Grados Aurélie, Ebbo Mikael, Piperoglou Christelle, Groh Matthieu, Regent Alexis, Samson Maxime, Terrier Benjamin, Loundou Anderson, Morel Nathalie, Audia Sylvain, Maurier François, Graveleau Julie, Hamidou Mohamed, Forestier Amandine, Palat Sylvain, Bernit Emmanuelle, Bonotte Bernard, Farnarier Catherine, Harlé Jean-Robert, Costedoat-Chalumeau Nathalie, Vély Frédéric, Schleinitz Nicolas
AP-HM, Service de Médecine Interne, Hôpital de la Timone, Marseille, France; Aix-Marseille Université, CNRS, INSERM, Centre d'Immunologie de Marseille-Luminy, Marseille, France.
Aix-Marseille Université, CNRS, INSERM, Centre d'Immunologie de Marseille-Luminy, Marseille, France; AP-HM, Service d'Immunologie, Hôpital de la Conception, Marseille, France.
Front Immunol. 2017 Mar 13;8:235. doi: 10.3389/fimmu.2017.00235. eCollection 2017.

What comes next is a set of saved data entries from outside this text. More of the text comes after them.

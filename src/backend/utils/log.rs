// src/backend/utils/log.rs
// Canister builds print through ic_cdk; native builds (tests, tooling) write to stderr.

#[macro_export]
macro_rules! log_info {
    ($($arg:tt)*) => {{
        #[cfg(target_arch = "wasm32")]
        ic_cdk::println!("INFO: {}", format_args!($($arg)*));
        #[cfg(not(target_arch = "wasm32"))]
        eprintln!("INFO: {}", format_args!($($arg)*));
    }};
}

#[macro_export]
macro_rules! log_error {
    ($($arg:tt)*) => {{
        #[cfg(target_arch = "wasm32")]
        ic_cdk::eprintln!("ERROR: {}", format_args!($($arg)*));
        #[cfg(not(target_arch = "wasm32"))]
        eprintln!("ERROR: {}", format_args!($($arg)*));
    }};
}
// src/backend/utils/crypto.rs
use sha2::{Digest, Sha256};

/// Calculates the SHA256 hash of byte data and returns it as a hex string.
pub fn calculate_sha256_hex(data: &[u8]) -> String {
    let mut hasher = Sha256::new();
    hasher.update(data);
    let result = hasher.finalize();
    hex::encode(result)
}

/// Opaque payload reference stored on a record for the uploaded file.
pub fn payload_ref(data: &[u8]) -> String {
    format!("sha256:{}", calculate_sha256_hex(data))
}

IgG4-related disease (IgG4-RD) is a fibro-inflammatory disorder involving virtually every organ with a risk of organ dysfunction. Despite recent studies regarding B cell and T cell compartments, the disease's pathophysiology remains poorly understood. We examined and characterized subsets of circulating lymphocytes in untreated patients with active IgG4-RD. Twenty-eight consecutive patients with biopsy-proven IgG4-RD were included in a prospective, multicentric study. Lymphocytes' subsets were analyzed by flow cytometry, with analysis of T1/T2/T17, T cells, and cytokine release by peripheral blood mononuclear cells. Results were compared to healthy controls and to patients with primary Sjögren's syndrome. Patients with IgG4-RD showed an increase of circulating T regulatory, T2, T17, and CD4CXCR5PD1 T cell subsets. Accordingly, increased levels of IL-10 and IL-4 were measured in IgG-RD patients. T increase was characterized by the specific expansion of T2 (CCR6CXCR3), and to a lesser extent of T17 (CCR6CXCR3) cells. Interestingly, CD4CXCR5PD1 T cells normalized under treatment. IgG4-RD is characterized by a shift of circulating T cells toward a T2/T2 and T17/T17 polarization. This immunological imbalance might be implicated in the disease's pathophysiology. Treatment regimens targeting such T cells warrant further evaluation.
IgG4相关疾病(IgG4-RD)是一种纤维炎症性疾病,几乎累及每个器官,存在器官功能障碍风险。尽管最近有关于B细胞和T细胞亚群的研究,但该疾病的病理生理学仍知之甚少。我们对未经治疗的活动性IgG4-RD患者的循环淋巴细胞亚群进行了检测和表征。一项前瞻性、多中心研究纳入了28例经活检证实为IgG4-RD的连续患者。通过流式细胞术分析淋巴细胞亚群,分析外周血单个核细胞的T1/T2/T17、T细胞及细胞因子释放情况。将结果与健康对照以及原发性干燥综合征患者进行比较。IgG4-RD患者循环中的调节性T细胞、T2细胞、T17细胞和CD4CXCR5PD1 T细胞亚群增加。相应地,在IgG-RD患者中检测到IL-10和IL-4水平升高。T细胞增加的特征是T2(CCR6CXCR3)细胞特异性扩增,T17(CCR6CXCR3)细胞扩增程度较小。有趣的是,CD4CXCR5PD1 T细胞在治疗后恢复正常。IgG-RD的特征是循环T细胞向T2/T2和T17/T17极化转变。这种免疫失衡可能与该疾病的病理生理学有关。针对此类T细胞的治疗方案值得进一步评估。